We had problems in finding a place to park out van in the small caravan park in Bedourie. Enthusiastic watering to produce grass had turned most of it into a quagmire. It doesn’t take much water to create a bog hole in this country.
But there was no such pretense at Birdsville Caravan Park. It is an orderly, well kept park but there is not a blade of grass in sight. Fence to fence it is compacted fine gravel. The events that draw large crowds here, particularly the Birdsville race meeting and the Big Red Bash, have made it necessary that the park be able to handle crowds. The amenity block is sized accordingly. The races are less than three weeks away, so preparations for the crowds are under way.
Our Monday activity was to have been a trip to the Big Red sand dune on the edge of the Simpson Desert, but no sooner had we left town than out navigation system stopped showing us the way. This necessitated a return to camp to fix the problem. While I puzzled over the problem Ruth started some washing. By the time that we were ready to go it was a bit late, so we had lunch and set off to see closer sights.
Just over the Diamantina River there still stands a tree into which explorers Bourke and Wills cut a blaze and chiseled some markings. Look carefully and you can see parts of some of the characters that they cut, still visible after more than 150 years.
Right next door are the facilities for horse trainers, probably built here for proximity to the river. A little further from town the race course itself is located beside the highway, which is the northern end of the Birdsville Track. Preparation is also under way there.
There is still a temptation to change our plans and go down the Track, so we drove the first 30 kilometres to gauge its condition. It is a full width gravel road and is in quite good nick at this end. Just some more grist for the decision mill.
The drive took us over the South Australia border, which is only 15 kilometres south of Birdsville. By the time that we turned around we were well into the long sand dunes that cross the country side. The border is well sign posted by both states and an
Tuesday dawned, another cloudless day with a cool easterly breeze and flies. We made a fairly early start on the 35 kilometre drive into the edge of the Simpson Desert, arriving at the boundary of the National Park at about 10.00 am. Since the authorities had provided a picnic shelter there, the last one until the other side of the desert probably, we shared it with a family of Swallows that had built their nest in the roof frame.
The sand dune known as Big Red is the tallest sand dune in the Simpson Desert. In reality it is the highest spot on a sand dune that disappears into infinity in both directions. The dune could be over one hundred kilometres long. A couple of kilometres to the south, part of the same dune, is Little Red. The road leads directly to Little Red which you can cross and continue on into the desert. Or you can turn right and follow the foot of the dune until you come to Big Red.
To drive over Little Red is a bit of an anticlimax. To drive to the summit of Big Red is one of the most iconic things that a four wheel drive enthusiast can do.

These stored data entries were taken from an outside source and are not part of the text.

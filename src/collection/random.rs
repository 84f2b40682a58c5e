//! Random selection driven by a caller-supplied generator.
//!
//! Every function takes the generator explicitly, so a seeded generator
//! gives reproducible results:
//!
//! ```rust
//! use rand::SeedableRng;
//! use rand::rngs::StdRng;
//! use rudash::collection::random::sample_size;
//!
//! let items = [1, 2, 3, 4, 5];
//! let first = sample_size(&items, 3, &mut StdRng::seed_from_u64(7));
//! let second = sample_size(&items, 3, &mut StdRng::seed_from_u64(7));
//! assert_eq!(first, second);
//! ```

use rand::Rng;

/// Returns a random element, or `None` for an empty slice.
///
/// # Examples
///
/// ```rust
/// use rudash::collection::random::sample;
///
/// let items = [1, 2, 3];
/// let picked = sample(&items, &mut rand::rng());
/// assert!(picked.is_some_and(|value| items.contains(value)));
/// ```
pub fn sample<'a, T, R>(items: &'a [T], rng: &mut R) -> Option<&'a T>
where
    R: Rng,
{
    if items.is_empty() {
        tracing::trace!("sample of an empty slice");
        return None;
    }
    items.get(rng.random_range(0..items.len()))
}

/// Returns `count` elements taken from distinct random positions.
///
/// `count` is clamped to the length of `items`, so no position is ever
/// picked twice. Each pick removes the chosen element from the remaining
/// pool.
///
/// # Examples
///
/// ```rust
/// use rudash::collection::random::sample_size;
///
/// let picked = sample_size(&[1, 2, 3], 2, &mut rand::rng());
/// assert_eq!(picked.len(), 2);
/// assert_ne!(picked[0], picked[1]);
///
/// assert_eq!(sample_size(&[1, 2, 3], 10, &mut rand::rng()).len(), 3);
/// ```
pub fn sample_size<T, R>(items: &[T], count: usize, rng: &mut R) -> Vec<T>
where
    T: Clone,
    R: Rng,
{
    if count > items.len() {
        tracing::debug!(count, length = items.len(), "sample size clamped to the input length");
    }
    let mut pool: Vec<&T> = items.iter().collect();
    let mut result = Vec::with_capacity(count.min(items.len()));
    while result.len() < count && !pool.is_empty() {
        let index = rng.random_range(0..pool.len());
        result.push(pool.remove(index).clone());
    }
    result
}

/// Returns the elements of `items` in random order.
///
/// # Examples
///
/// ```rust
/// use rudash::collection::random::shuffle;
///
/// let mut shuffled = shuffle(&[1, 2, 3, 4], &mut rand::rng());
/// shuffled.sort_unstable();
/// assert_eq!(shuffled, vec![1, 2, 3, 4]);
/// ```
pub fn shuffle<T, R>(items: &[T], rng: &mut R) -> Vec<T>
where
    T: Clone,
    R: Rng,
{
    sample_size(items, items.len(), rng)
}

#[cfg(test)]
mod tests {
    use super::*;
    use rand::SeedableRng;
    use rand::rngs::StdRng;
    use rstest::{fixture, rstest};

    #[fixture]
    fn rng() -> StdRng {
        StdRng::seed_from_u64(42)
    }

    #[rstest]
    fn test_sample_empty(mut rng: StdRng) {
        assert_eq!(sample::<i32, _>(&[], &mut rng), None);
    }

    #[rstest]
    fn test_sample_single(mut rng: StdRng) {
        assert_eq!(sample(&["only"], &mut rng), Some(&"only"));
    }

    #[rstest]
    #[case(0, 0)]
    #[case(2, 2)]
    #[case(5, 5)]
    #[case(9, 5)]
    fn test_sample_size_length(mut rng: StdRng, #[case] count: usize, #[case] expected: usize) {
        assert_eq!(sample_size(&[1, 2, 3, 4, 5], count, &mut rng).len(), expected);
    }

    #[rstest]
    fn test_sample_size_never_repeats_a_position(mut rng: StdRng) {
        let items: Vec<usize> = (0..50).collect();
        let mut picked = sample_size(&items, 20, &mut rng);
        picked.sort_unstable();
        picked.dedup();
        assert_eq!(picked.len(), 20);
    }

    #[rstest]
    fn test_shuffle_is_a_permutation(mut rng: StdRng) {
        let items = ["a", "b", "c", "d", "e"];
        let mut shuffled = shuffle(&items, &mut rng);
        shuffled.sort_unstable();
        assert_eq!(shuffled, items);
    }

    #[rstest]
    fn test_shuffle_is_reproducible_with_seed() {
        let items: Vec<i32> = (0..10).collect();
        let first = shuffle(&items, &mut StdRng::seed_from_u64(3));
        let second = shuffle(&items, &mut StdRng::seed_from_u64(3));
        assert_eq!(first, second);
    }
}
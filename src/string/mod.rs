//! String utilities.
//!
//! All lengths and positions count Unicode scalar values (`char`s), never
//! bytes, so multi-byte text pads, slices and compares as it reads.
//!
//! - **Case**: [`camel_case`], [`camel_case_with_init`], [`capitalize`],
//!   [`upper_first`], [`lower_first`], [`to_lower`], [`to_upper`]
//! - **Padding**: [`pad`], [`pad_left`], [`pad_right`] and their `_with`
//!   variants taking a pad-character cycle
//! - **Escaping**: [`escape`], [`unescape`], [`escape_reg_exp`]
//! - **Predicates**: [`starts_with`], [`starts_with_from`], [`ends_with`],
//!   [`ends_with_from`], [`ends_with_by_length`]
//! - **Transforms**: [`trim`] and friends, [`repeat`], [`replace`],
//!   [`replace_regex`], [`split`], [`split_with_count_limit`]
//!
//! Built-in patterns are compiled once. Only [`replace_regex`], which
//! compiles a caller-supplied pattern, can fail.
//!
//! # Examples
//!
//! ```rust
//! use rudash::string::{camel_case, escape, pad_with, upper_first};
//!
//! assert_eq!(camel_case("Hello World from Ginkgo"), "helloWorldFromGinkgo");
//! assert_eq!(pad_with("ABC", 7, "-+"), "-+ABC-+");
//! assert_eq!(escape("a < b"), "a &lt; b");
//! assert_eq!(upper_first("fred"), "Fred");
//! ```

mod case;
mod error;
mod escape;
mod pad;
mod predicate;
mod transform;

pub use case::{
    InitCase, camel_case, camel_case_with_init, capitalize, lower_first, to_lower, to_upper,
    upper_first,
};
pub use error::StringError;
pub use escape::{escape, escape_reg_exp, unescape};
pub use pad::{pad, pad_left, pad_left_with, pad_right, pad_right_with, pad_with};
pub use predicate::{ends_with, ends_with_by_length, ends_with_from, starts_with, starts_with_from};
pub use transform::{
    repeat, replace, replace_regex, split, split_with_count_limit, trim, trim_end, trim_end_with,
    trim_start, trim_start_with, trim_with,
};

We parked at the foot of Little Red and I climbed to the summit along with two or three other people. We then drove to the foot of Big Red. Again I climbed to the summit and discussed matters with another driver who had taken the walk just before I did. We decided to reduce tyre air pressure, as recommended, and give it a try. I offered to video his ascent and did. He then took my camera as I returned to the car, reduced air pressure and made the climb. We ascended without problem. Another item ticked off the bucket list!
We agreed that the drive up the dune had been easy and wondered what all the fuss was about. Then we looked over the western edge and understood. Because of prevailing easterly winds most of the loose sand has been blown from the eastern side to the western side of the dune. Those travelling in an easterly direction face piles of soft sand, fluffed up by the wind. We watched as two drivers struggled with the conditions. They were still struggling when we drove back down the dune, re inflated our tyres and returned to town.
It was now lunch time. Another iconic activity in Birdsville is to eat a curried camel pie at the Birdsville Bakery. Ruth chickened and had ordinary beef. We washed them down with cappuccinos. The curried camel was not bad. It tasted a bit like beef but with a distinct difference. The accompanying picture will explain.
That left us with one last traditional activity before leaving Birdsville. A drink at the very historic and dare I say it, iconic Birdsville Hotel. We arrived at the same time as two of our fellow adventurers from this morning’s activity at Big Red. So we joined them and chatted about the kind of things that folk chat about under such circumstances.
For William Shakespeare the big question was to be or not to be. For us it was to go or not to go. Here we are at the northern end of the Birdsville Track and one of my ambitions has always been to drive its length. But if we do that we will arrive in the Flinders Ranges to a succession of 4 degree mornings and several following that will, in all probability, won’t be much warmer . That makes it a no brainer. Tomorrow we will retrace our course back to Boulia and from there to Mount Isa and points west. And ultimately south, but only after minimum daily temperatures increase a bit, hopefully.